The focus is not just sports. With the "unusual historical perspectives" and long relationship it has had with China since 1900, AP will invest nearly a half its resources in China into the cultural and social side of the country.

"We will hopefully be able to cover a lot of the cultural side of life in China, get to know China better, and get to know the Chinese people better and what their hopes are," said AP chief Thomas Curley.

FlorCruz's CNN team has a similar plan. "Before the Olympics, we are interested to cover how China is changing, in part because of the Olympics.

"We wish to look not just on the physical changes, but also focus on the changes in the people's mindset and lifestyles."

China is preparing to meet the increasing demand from foreign media on the coverage before and during the Games, as well honor the promises of press freedom made during Beijing's bid.
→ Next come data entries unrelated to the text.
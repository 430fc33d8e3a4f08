//! Decision journal (spec.md §4.2): `record`, `get`, `update`, `list`,
//! `search`, `stats`, `compact` over an append-only JSONL log plus
//! secondary indexes.

pub mod index;
pub mod types;

use crate::error::{Error, Result};
use crate::store::lock::{ExclusiveLock, SharedLock};
use crate::store::{fs as storefs, Paths};
use crate::{ids, spec_quality, text};
use chrono::{DateTime, Utc};
use std::collections::HashMap;
pub use types::{Decision, DecisionOutcome, DecisionStatus, DecisionType, NewDecision};

/// Optional filters for [`JournalStore::list`]. Unset fields match
/// everything. `project` matches a decision's first tag, the same
/// derivation `search::SearchIndex::build` uses when it ingests decisions
/// into the FTS project column (decisions with no tags fall under
/// `"default"`).
#[derive(Debug, Clone, Default)]
pub struct ListFilter {
    pub limit: Option<usize>,
    pub decision_type: Option<DecisionType>,
    pub outcome: Option<DecisionOutcome>,
    pub tag: Option<String>,
    pub project: Option<String>,
    pub session_id: Option<String>,
    pub date_range: Option<(DateTime<Utc>, DateTime<Utc>)>,
}

#[derive(Debug, Clone, Default)]
pub struct JournalStats {
    pub total: usize,
    pub by_outcome: HashMap<String, usize>,
    pub by_type: HashMap<String, usize>,
    pub average_spec_quality: f64,
}

pub struct JournalStore {
    paths: Paths,
    /// 0.70: two decisions whose word-set Jaccard similarity meets or
    /// exceeds this are treated as duplicates unless `force` is set.
    dedup_threshold: f64,
    /// 0.30: candidate pairs below this similarity but sharing ≥2
    /// entities are flagged as a possible contradiction (advisory only).
    contradiction_threshold: f64,
}

impl JournalStore {
    pub fn new(paths: Paths, dedup_threshold: f64, contradiction_threshold: f64) -> Self {
        Self { paths, dedup_threshold, contradiction_threshold }
    }

    fn read_all(&self) -> Result<Vec<Decision>> {
        storefs::read_jsonl(&self.paths.decisions_file())
    }

    /// Latest revision per id, most recent first.
    fn latest_revisions(&self) -> Result<Vec<Decision>> {
        let all = self.read_all()?;
        let mut by_id: HashMap<String, Decision> = HashMap::new();
        for d in all {
            by_id.insert(d.id.clone(), d);
        }
        let mut out: Vec<Decision> = by_id.into_values().collect();
        out.sort_by(|a, b| b.timestamp.cmp(&a.timestamp));
        Ok(out)
    }

    /// Record a new decision. Runs the dedup guard first unless `force`
    /// is set; dedup refusal is the only hard failure. The contradiction
    /// guard is advisory and needs the graph, so it is not run here —
    /// `Engine::record_decision` runs it against the freshly recorded
    /// decision after this returns.
    pub fn record(&self, input: NewDecision, force: bool) -> Result<Decision> {
        let existing = self.latest_revisions()?;

        if !force {
            if let Some(dup) = existing.iter().find(|d| {
                d.status != DecisionStatus::Retracted
                    && text::jaccard(&d.decision, &input.decision) >= self.dedup_threshold
            }) {
                return Err(Error::Conflict(format!(
                    "decision resembles existing {} (similarity >= {:.2}); pass force to record anyway",
                    dup.id, self.dedup_threshold
                )));
            }
        }

        let entities = text::extract_entities(&format!("{} {}", input.decision, input.rationale));
        let decision_type = input.decision_type.unwrap_or_else(|| types::detect_type(&input.decision));
        let spec_quality = spec_quality::decision_score(
            &input.decision,
            &input.rationale,
            &input.alternatives,
            &entities,
            &input.tags,
        );

        let decision = Decision {
            id: ids::decision_id(),
            timestamp: ids::now(),
            session_id: input.session_id,
            decision: input.decision,
            rationale: input.rationale,
            alternatives: input.alternatives,
            outcome: DecisionOutcome::Pending,
            decision_type,
            entities,
            tags: input.tags,
            lesson_learned: input.lesson_learned,
            related_decisions: input.related_decisions,
            git_commit: input.git_commit,
            status: DecisionStatus::Active,
            superseded_by: None,
            spec_quality,
            schema_version: 1,
        };

        let _lock = SharedLock::acquire(&self.paths.decisions_file())?;
        storefs::append_line(&self.paths.decisions_file(), &decision)?;
        self.index(&decision)?;
        tracing::debug!(id = %decision.id, "recorded decision");
        Ok(decision)
    }

    fn index(&self, decision: &Decision) -> Result<()> {
        let dir = self.paths.journal_index_dir();
        index::add(&dir, "date", &decision.timestamp.format("%Y-%m-%d").to_string(), &decision.id)?;
        index::add(&dir, "type", type_key(decision.decision_type), &decision.id)?;
        for entity in &decision.entities {
            index::add(&dir, "entity", entity, &decision.id)?;
        }
        for tag in &decision.tags {
            index::add(&dir, "tag", tag, &decision.id)?;
        }
        Ok(())
    }

    pub fn get(&self, id: &str) -> Result<Decision> {
        self.latest_revisions()?
            .into_iter()
            .find(|d| d.id == id)
            .ok_or_else(|| Error::NotFound { kind: "decision", id: id.to_string() })
    }

    /// Append a full new revision of `id` with `mutate` applied. Revisions
    /// accumulate in the log; `get`/`list` always resolve to the latest.
    pub fn update(&self, id: &str, mutate: impl FnOnce(&mut Decision)) -> Result<Decision> {
        let mut decision = self.get(id)?;
        mutate(&mut decision);
        let _lock = SharedLock::acquire(&self.paths.decisions_file())?;
        storefs::append_line(&self.paths.decisions_file(), &decision)?;
        self.index(&decision)?;
        tracing::debug!(id = %decision.id, "updated decision");
        Ok(decision)
    }

    pub fn list(&self, filter: &ListFilter) -> Result<Vec<Decision>> {
        let mut out = self.latest_revisions()?;
        if let Some(t) = filter.decision_type {
            out.retain(|d| d.decision_type == t);
        }
        if let Some(o) = filter.outcome {
            out.retain(|d| d.outcome == o);
        }
        if let Some(tag) = &filter.tag {
            out.retain(|d| d.tags.iter().any(|t| t == tag));
        }
        if let Some(session) = &filter.session_id {
            out.retain(|d| d.session_id.as_deref() == Some(session.as_str()));
        }
        if let Some(project) = &filter.project {
            out.retain(|d| project_of(d) == *project);
        }
        if let Some((from, to)) = filter.date_range {
            out.retain(|d| d.timestamp >= from && d.timestamp <= to);
        }
        if let Some(limit) = filter.limit {
            out.truncate(limit);
        }
        Ok(out)
    }

    /// Case-insensitive substring match across every free-text field.
    pub fn search(&self, query: &str) -> Result<Vec<Decision>> {
        let q = query.to_lowercase();
        Ok(self
            .latest_revisions()?
            .into_iter()
            .filter(|d| {
                d.decision.to_lowercase().contains(&q)
                    || d.rationale.to_lowercase().contains(&q)
                    || d.lesson_learned.as_deref().unwrap_or("").to_lowercase().contains(&q)
                    || d.alternatives.iter().any(|a| a.to_lowercase().contains(&q))
                    || d.entities.iter().any(|e| e.to_lowercase().contains(&q))
                    || d.tags.iter().any(|t| t.to_lowercase().contains(&q))
            })
            .collect())
    }

    pub fn stats(&self) -> Result<JournalStats> {
        let decisions = self.latest_revisions()?;
        let mut stats = JournalStats { total: decisions.len(), ..Default::default() };
        let mut quality_sum = 0.0;
        for d in &decisions {
            *stats.by_outcome.entry(format!("{:?}", d.outcome)).or_insert(0) += 1;
            *stats.by_type.entry(format!("{:?}", d.decision_type)).or_insert(0) += 1;
            quality_sum += d.spec_quality;
        }
        if stats.total > 0 {
            stats.average_spec_quality = quality_sum / stats.total as f64;
        }
        Ok(stats)
    }

    /// Rewrite the log keeping only the latest revision per id, and rebuild
    /// every index from scratch. Exclusive for the duration of the
    /// read-modify-write.
    pub fn compact(&self) -> Result<usize> {
        let _lock = ExclusiveLock::acquire(&self.paths.decisions_file())?;
        let latest = self.latest_revisions()?;
        let mut sorted = latest.clone();
        sorted.sort_by(|a, b| a.timestamp.cmp(&b.timestamp));

        let mut body = String::new();
        for d in &sorted {
            body.push_str(&serde_json::to_string(d)?);
            body.push('\n');
        }
        storefs::atomic_write(&self.paths.decisions_file(), body.as_bytes())?;

        index::clear_all(&self.paths.journal_index_dir())?;
        for d in &sorted {
            self.index(d)?;
        }
        tracing::info!(kept = sorted.len(), "compacted journal");
        Ok(sorted.len())
    }

    pub(crate) fn contradiction_threshold(&self) -> f64 {
        self.contradiction_threshold
    }
}

/// A decision's project is its first tag, `"default"` if untagged —
/// matching `search::SearchIndex::build`'s derivation for the FTS
/// project column, so `ListFilter::project` and project-scoped search
/// agree on what a decision's project is.
fn project_of(d: &Decision) -> &str {
    d.tags.first().map(|t| t.as_str()).unwrap_or("default")
}

fn type_key(t: DecisionType) -> &'static str {
    match t {
        DecisionType::Architecture => "architecture",
        DecisionType::Implementation => "implementation",
        DecisionType::Naming => "naming",
        DecisionType::Tooling => "tooling",
        DecisionType::Process => "process",
        DecisionType::Bugfix => "bugfix",
        DecisionType::Refactor => "refactor",
        DecisionType::Other => "other",
    }
}

#[cfg(test)]
mod tests {
    use super::*;
    use tempfile::TempDir;

    fn store(dir: &TempDir) -> JournalStore {
        JournalStore::new(Paths::new(dir.path()), 0.70, 0.30)
    }

    fn input(decision: &str) -> NewDecision {
        NewDecision { decision: decision.to_string(), rationale: "because reasons, written out long enough".into(), ..Default::default() }
    }

    #[test]
    fn record_then_get_round_trips() {
        let dir = TempDir::new().unwrap();
        let store = store(&dir);
        let d = store.record(input("Use JSONL for the journal"), false).unwrap();
        let fetched = store.get(&d.id).unwrap();
        assert_eq!(fetched.decision, "Use JSONL for the journal");
        assert_eq!(fetched.status, DecisionStatus::Active);
    }

    #[test]
    fn near_duplicate_is_rejected_without_force() {
        let dir = TempDir::new().unwrap();
        let store = store(&dir);
        store.record(input("Safe bash arithmetic using double parens"), false).unwrap();
        let result = store.record(input("Safe Bash arith using double parens"), false);
        assert!(matches!(result, Err(Error::Conflict(_))));
    }

    #[test]
    fn near_duplicate_is_allowed_with_force() {
        let dir = TempDir::new().unwrap();
        let store = store(&dir);
        store.record(input("Safe bash arithmetic using double parens"), false).unwrap();
        let second = store.record(input("Safe Bash arith using double parens"), true);
        assert!(second.is_ok());
    }

    #[test]
    fn update_appends_a_revision_and_list_returns_latest() {
        let dir = TempDir::new().unwrap();
        let store = store(&dir);
        let d = store.record(input("Adopt layered architecture"), false).unwrap();
        store.update(&d.id, |dec| dec.outcome = DecisionOutcome::Successful).unwrap();
        let list = store.list(&ListFilter::default()).unwrap();
        assert_eq!(list.len(), 1);
        assert_eq!(list[0].outcome, DecisionOutcome::Successful);
    }

    #[test]
    fn search_matches_rationale_case_insensitively() {
        let dir = TempDir::new().unwrap();
        let store = store(&dir);
        store.record(input("Pin the rusqlite bundled feature"), false).unwrap();
        let hits = store.search("RUSQLITE").unwrap();
        assert_eq!(hits.len(), 1);
    }

    #[test]
    fn list_by_project_matches_the_first_tag_and_untagged_decisions_fall_under_default() {
        let dir = TempDir::new().unwrap();
        let store = store(&dir);
        store.record(NewDecision { tags: vec!["api-gateway".into()], ..input("Use axum for the HTTP layer") }, false).unwrap();
        store.record(NewDecision { tags: vec!["lore-core".into()], ..input("Use rusqlite for the search index") }, false).unwrap();
        store.record(input("Adopt a changelog format"), false).unwrap();

        let gateway = store.list(&ListFilter { project: Some("api-gateway".into()), ..Default::default() }).unwrap();
        assert_eq!(gateway.len(), 1);
        assert_eq!(gateway[0].decision, "Use axum for the HTTP layer");

        let untagged = store.list(&ListFilter { project: Some("default".into()), ..Default::default() }).unwrap();
        assert_eq!(untagged.len(), 1);
        assert_eq!(untagged[0].decision, "Adopt a changelog format");
    }

    #[test]
    fn list_by_date_range_excludes_decisions_outside_the_bound() {
        let dir = TempDir::new().unwrap();
        let store = store(&dir);
        let d = store.record(input("Use chrono for all timestamps"), false).unwrap();

        let includes = store.list(&ListFilter { date_range: Some((d.timestamp - chrono::Duration::minutes(1), d.timestamp + chrono::Duration::minutes(1))), ..Default::default() }).unwrap();
        assert_eq!(includes.len(), 1);

        let excludes = store.list(&ListFilter { date_range: Some((d.timestamp + chrono::Duration::minutes(1), d.timestamp + chrono::Duration::minutes(2))), ..Default::default() }).unwrap();
        assert!(excludes.is_empty());
    }

    #[test]
    fn compact_keeps_only_the_latest_revision_per_id() {
        let dir = TempDir::new().unwrap();
        let store = store(&dir);
        let d = store.record(input("Use fs2 for locking"), false).unwrap();
        store.update(&d.id, |dec| dec.outcome = DecisionOutcome::Successful).unwrap();
        let kept = store.compact().unwrap();
        assert_eq!(kept, 1);
        let all: Vec<Decision> = storefs::read_jsonl(&Paths::new(dir.path()).decisions_file()).unwrap();
        assert_eq!(all.len(), 1);
        assert_eq!(all[0].outcome, DecisionOutcome::Successful);
    }
}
A set of regulations on reporting activities in China by foreign journalists during the Games and the preparatory period were issued on December 1, 2006.

Under the new rules, foreign journalists no longer need to gain approval from government officials for interviews as long as they obtain the consent from the interviewees.

"We welcome the revised regulations which now give us, foreign journalists, freer access to report on all aspects of China," said FlorCruz.

Many foreign correspondents in China, including those from CNN and Reuters, took immediate action to test the new rules and the trials proved successful in the capital.

"It is an improvement in China's media policy," said Hu Zhengrong, who is an expert in Chinese media policy making.